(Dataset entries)
use std::{sync::Arc, time::Duration};

use serde::Serialize;
use tracing::{debug, error, info, warn};

use crate::{
    counter_sync::{CounterSync, SyncError},
    domain::{CounterAdjustment, DeletePostInput, Post, PostInput},
    id::new_outbox_id,
    outbox::OutboxHandle,
    store::{PostStore, StoreError},
};

/// Keyed sends per adjustment in compensate mode before the outcome is
/// treated as unknown.
const COMPENSATE_SEND_ATTEMPTS: u32 = 3;
const COMPENSATE_RETRY_DELAY: Duration = Duration::from_millis(100);

/// How a post mutation propagates its counter adjustment.
#[derive(Debug, Clone, Copy, PartialEq, Eq, Default, clap::ValueEnum)]
pub enum CounterDelivery {
    /// One synchronous send; failures are logged and reported but the post
    /// write stands.
    Direct,
    /// Synchronous keyed send, retried on transport errors. A rejection
    /// undoes the post write; an unknown outcome is handed to the outbox
    /// under the same key.
    Compensate,
    /// Adjustment is persisted with the post and delivered in the background.
    #[default]
    Outbox,
}

impl CounterDelivery {
    pub fn as_str(&self) -> &'static str {
        match self {
            Self::Direct => "direct",
            Self::Compensate => "compensate",
            Self::Outbox => "outbox",
        }
    }
}

#[derive(Debug, Clone, PartialEq, Eq, Serialize)]
#[serde(tag = "counter_sync", rename_all = "snake_case")]
pub enum CounterSyncStatus {
    Delivered,
    Failed {
        #[serde(rename = "counter_sync_error")]
        error: String,
    },
    Queued {
        outbox_id: String,
    },
}

#[derive(Debug, Clone, PartialEq, Eq, Serialize)]
pub struct MutationOutcome {
    pub post: Post,
    #[serde(flatten)]
    pub counter_sync: CounterSyncStatus,
}

#[derive(Debug)]
pub enum MutationError {
    Store(StoreError),
    /// The adjustment could not be delivered and the post write was undone.
    SyncFailed(SyncError),
    /// The adjustment was not settled and neither undoing the post write nor
    /// queueing the adjustment worked. The stores disagree until an operator
    /// intervenes.
    CompensationFailed { sync: SyncError, store: StoreError },
}

impl std::fmt::Display for MutationError {
    fn fmt(&self, f: &mut std::fmt::Formatter<'_>) -> std::fmt::Result {
        match self {
            Self::Store(e) => write!(f, "{e}"),
            Self::SyncFailed(e) => write!(f, "counter sync failed, post write undone: {e}"),
            Self::CompensationFailed { sync, store } => write!(
                f,
                "counter sync failed ({sync}) and post write could not be settled: {store}"
            ),
        }
    }
}

impl std::error::Error for MutationError {
    fn source(&self) -> Option<&(dyn std::error::Error + 'static)> {
        match self {
            Self::Store(e) => Some(e),
            Self::SyncFailed(e) => Some(e),
            Self::CompensationFailed { store, .. } => Some(store),
        }
    }
}

impl From<StoreError> for MutationError {
    fn from(value: StoreError) -> Self {
        Self::Store(value)
    }
}

#[derive(Clone)]
pub struct PostMutationService {
    posts: Arc<dyn PostStore>,
    sync: Arc<dyn CounterSync>,
    outbox: OutboxHandle,
    delivery: CounterDelivery,
}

- Problem to work on: After locating the line that holds "post write nor", print it and each line after it through the end of the data, exactly as it stands.

- Problem solution:
    /// The adjustment was not settled and neither undoing the post write nor
    /// queueing the adjustment worked. The stores disagree until an operator
    /// intervenes.
    CompensationFailed { sync: SyncError, store: StoreError },
}

impl std::fmt::Display for MutationError {
    fn fmt(&self, f: &mut std::fmt::Formatter<'_>) -> std::fmt::Result {
        match self {
            Self::Store(e) => write!(f, "{e}"),
            Self::SyncFailed(e) => write!(f, "counter sync failed, post write undone: {e}"),
            Self::CompensationFailed { sync, store } => write!(
                f,
                "counter sync failed ({sync}) and post write could not be settled: {store}"
            ),
        }
    }
}

impl std::error::Error for MutationError {
    fn source(&self) -> Option<&(dyn std::error::Error + 'static)> {
        match self {
            Self::Store(e) => Some(e),
            Self::SyncFailed(e) => Some(e),
            Self::CompensationFailed { store, .. } => Some(store),
        }
    }
}

impl From<StoreError> for MutationError {
    fn from(value: StoreError) -> Self {
        Self::Store(value)
    }
}

#[derive(Clone)]
pub struct PostMutationService {
    posts: Arc<dyn PostStore>,
    sync: Arc<dyn CounterSync>,
    outbox: OutboxHandle,
    delivery: CounterDelivery,
}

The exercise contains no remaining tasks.